• **Records**
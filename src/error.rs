//! Errors surfaced at the environment boundary
//!
//! Geometry and collision math is total over validated input, so everything
//! here is caller misuse or bad configuration. Misuse is always an explicit
//! `Err`, never a silent no-op: a learning loop that trains on a stale or
//! inconsistent transition is worse than one that crashes.

use thiserror::Error;

#[derive(Debug, Clone, PartialEq, Eq, Error)]
pub enum EnvError {
    /// Action index outside the fixed nine-maneuver set
    #[error("invalid action index {0}, expected 0..9")]
    InvalidAction(usize),

    /// A pose or observation was queried before the first `reset`
    #[error("environment queried before the first reset")]
    NotReset,

    /// `step` was called on a finished episode
    #[error("episode is done, call reset before stepping again")]
    EpisodeDone,

    /// Degenerate lot geometry detected at construction
    #[error("degenerate geometry: {0}")]
    InvalidGeometry(String),
}
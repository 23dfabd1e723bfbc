//! Mutex-guarded session handle for hosts that render while an agent steps
//!
//! The agent thread and a render loop can hold clones of the same
//! [`SharedEnv`]; every operation takes the lock exactly once, so a
//! snapshot is always a consistent view of one tick.

use std::sync::{Arc, Mutex, PoisonError};

use glam::Vec2;
use serde::{Deserialize, Serialize};

use crate::config::EnvConfig;
use crate::error::EnvError;
use crate::sim::{Action, Outcome, ParkingEnv, Pose, Statistics};

/// Everything a renderer needs for one frame
#[derive(Debug, Clone, Serialize, Deserialize)]
pub struct RenderSnapshot {
    pub pose: Pose,
    /// Vehicle outline as a closed polygon
    pub vehicle: [Vec2; 5],
    pub tick: u32,
    pub done: bool,
    pub last_outcome: Option<Outcome>,
}

/// Cloneable handle to a single shared parking session
#[derive(Debug, Clone)]
pub struct SharedEnv {
    inner: Arc<Mutex<ParkingEnv>>,
}

impl SharedEnv {
    pub fn new(config: EnvConfig) -> Result<Self, EnvError> {
        Ok(Self {
            inner: Arc::new(Mutex::new(ParkingEnv::new(config)?)),
        })
    }

    fn lock(&self) -> std::sync::MutexGuard<'_, ParkingEnv> {
        // A panicked holder cannot leave the environment in a torn state;
        // every mutation completes before the lock drops
        self.inner.lock().unwrap_or_else(PoisonError::into_inner)
    }

    pub fn reset(&self, repeat: bool) -> Pose {
        self.lock().reset(repeat)
    }

    pub fn step(&self, action: Action) -> Result<(Pose, f32), EnvError> {
        self.lock().step(action)
    }

    /// Consistent single-tick view for a render loop
    pub fn snapshot(&self) -> Result<RenderSnapshot, EnvError> {
        let env = self.lock();
        Ok(RenderSnapshot {
            pose: env.pose()?,
            vehicle: env.vehicle_rect()?.closed_vertices(),
            tick: env.tick(),
            done: env.is_done(),
            last_outcome: env.last_outcome(),
        })
    }

    pub fn counters(&self) -> Statistics {
        *self.lock().counters()
    }

    pub fn clear_counters(&self) {
        self.lock().clear_counters();
    }
}

#[cfg(test)]
mod tests {
    use super::*;

    #[test]
    fn test_snapshot_requires_reset() {
        let shared = SharedEnv::new(EnvConfig::default()).unwrap();
        assert!(shared.snapshot().is_err());
        shared.reset(false);
        let snap = shared.snapshot().unwrap();
        assert_eq!(snap.tick, 0);
        assert!(!snap.done);
        assert_eq!(snap.vehicle[0], snap.vehicle[4]);
    }

    #[test]
    fn test_clones_share_one_session() {
        let shared = SharedEnv::new(EnvConfig::default()).unwrap();
        let other = shared.clone();
        shared.reset(false);
        shared.step(Action::Accelerate).unwrap();
        assert_eq!(other.snapshot().unwrap().tick, 1);
    }

    #[test]
    fn test_stepping_from_two_threads_stays_consistent() {
        let shared = SharedEnv::new(EnvConfig::default()).unwrap();
        shared.reset(false);
        let worker = {
            let shared = shared.clone();
            std::thread::spawn(move || {
                for _ in 0..10 {
                    let _ = shared.step(Action::SteerLeft);
                }
            })
        };
        for _ in 0..10 {
            let _ = shared.step(Action::SteerRight);
        }
        worker.join().unwrap();
        assert_eq!(shared.snapshot().unwrap().tick, 20);
    }
}
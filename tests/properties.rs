//! Property-based tests for the pay package calculator.

use chrono::{Duration, NaiveDate};
use proptest::prelude::*;
use rust_decimal::Decimal;

use pay_package_engine::calculation::{calculate, calculate_with_breakdown, contract_duration};
use pay_package_engine::models::PayPackageInput;

/// Amounts in cents up to $100,000.00.
fn money() -> impl Strategy<Value = Decimal> {
    (0i64..10_000_000).prop_map(|cents| Decimal::new(cents, 2))
}

fn percent() -> impl Strategy<Value = Decimal> {
    (0i64..2_000).prop_map(|hundredths| Decimal::new(hundredths, 2))
}

fn date() -> impl Strategy<Value = Option<NaiveDate>> {
    prop::option::of((0i64..3_000).prop_map(|offset| {
        NaiveDate::from_ymd_opt(2020, 1, 1).unwrap() + Duration::days(offset)
    }))
}

prop_compose! {
    fn package_input()(
        rates in (money(), money(), money(), (0i64..8_000).prop_map(|h| Decimal::new(h, 2))),
        stipends in (money(), money(), money(), money()),
        burdens in (percent(), percent(), money(), money()),
        costs in (money(), money(), money(), money()),
        dates in (date(), date()),
    ) -> PayPackageInput {
        let (bill_rate, regular_pay_rate, overtime_pay_rate, hours_per_week) = rates;
        let (taxable_stipend, non_taxable_stipend, meals_stipend, travel_stipend) = stipends;
        let (employer_taxes, workers_comp, health_insurance, professional_liability) = burdens;
        let (housing, travel, bonus, other_costs) = costs;
        PayPackageInput {
            provider_name: "Property Provider".to_string(),
            start_date: dates.0,
            end_date: dates.1,
            hours_per_week,
            bill_rate,
            regular_pay_rate,
            overtime_pay_rate,
            taxable_stipend,
            non_taxable_stipend,
            meals_stipend,
            travel_stipend,
            employer_taxes,
            workers_comp,
            health_insurance,
            professional_liability,
            housing,
            travel,
            bonus,
            other_costs,
            ..PayPackageInput::default()
        }
    }
}

proptest! {
    #[test]
    fn test_weekly_gross_is_pay_plus_stipends(input in package_input()) {
        let result = calculate(&input);
        let expected = input.regular_pay_rate * input.hours_per_week
            + input.overtime_pay_rate
            + input.taxable_stipend
            + input.non_taxable_stipend
            + input.meals_stipend
            + input.travel_stipend;
        prop_assert_eq!(result.weekly_gross, expected);
    }

    #[test]
    fn test_margin_is_revenue_minus_costs(input in package_input()) {
        let result = calculate(&input);
        prop_assert_eq!(
            result.weekly_agency_margin,
            result.weekly_agency_revenue - result.weekly_agency_costs
        );
        prop_assert_eq!(result.weekly_agency_revenue, input.bill_rate * input.hours_per_week);
    }

    #[test]
    fn test_contract_totals_use_resolved_weeks(input in package_input()) {
        let calc = calculate_with_breakdown(&input);
        let weeks = contract_duration(input.start_date, input.end_date)
            .map_or(13, |d| d.weeks);

        prop_assert_eq!(calc.breakdown.contract_weeks, weeks);
        prop_assert_eq!(
            calc.result.contract_total,
            calc.result.weekly_gross * Decimal::from(weeks)
        );
        prop_assert_eq!(
            calc.result.total_agency_revenue,
            calc.result.weekly_agency_revenue * Decimal::from(weeks)
        );
    }

    #[test]
    fn test_net_pay_withholds_from_taxable_pay_only(input in package_input()) {
        let calc = calculate_with_breakdown(&input);
        let taxable = input.regular_pay_rate * input.hours_per_week + input.taxable_stipend;

        prop_assert_eq!(calc.breakdown.taxable_pay, taxable);
        prop_assert_eq!(calc.breakdown.deductions.total, taxable * Decimal::new(2365, 4));
        prop_assert_eq!(
            calc.result.weekly_net_pay,
            calc.result.weekly_gross - calc.breakdown.deductions.total
        );
    }

    #[test]
    fn test_calculation_is_idempotent(input in package_input()) {
        let first = calculate(&input);
        let second = calculate(&first.input);
        prop_assert_eq!(first, second);
    }

    #[test]
    fn test_result_carries_input_unchanged(input in package_input()) {
        let result = calculate(&input);
        prop_assert_eq!(result.input, input);
    }

    #[test]
    fn test_extreme_values_never_panic(
        values in prop::collection::vec((any::<i64>(), 0u32..10), 8),
    ) {
        let d: Vec<Decimal> = values.iter().map(|(m, s)| Decimal::new(*m, *s)).collect();
        let input = PayPackageInput {
            hours_per_week: d[0],
            bill_rate: d[1],
            regular_pay_rate: d[2],
            overtime_pay_rate: d[3],
            taxable_stipend: d[4],
            employer_taxes: d[5],
            workers_comp: d[6],
            other_costs: d[7],
            ..PayPackageInput::default()
        };

        let calc = calculate_with_breakdown(&input);
        prop_assert_eq!(calc.audit_trace.steps.len(), 6);
    }
}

• **Task statement**
Only a number should be given in reply: how many lines in the entries above hold "offset".

• **Reply to the exercise**
2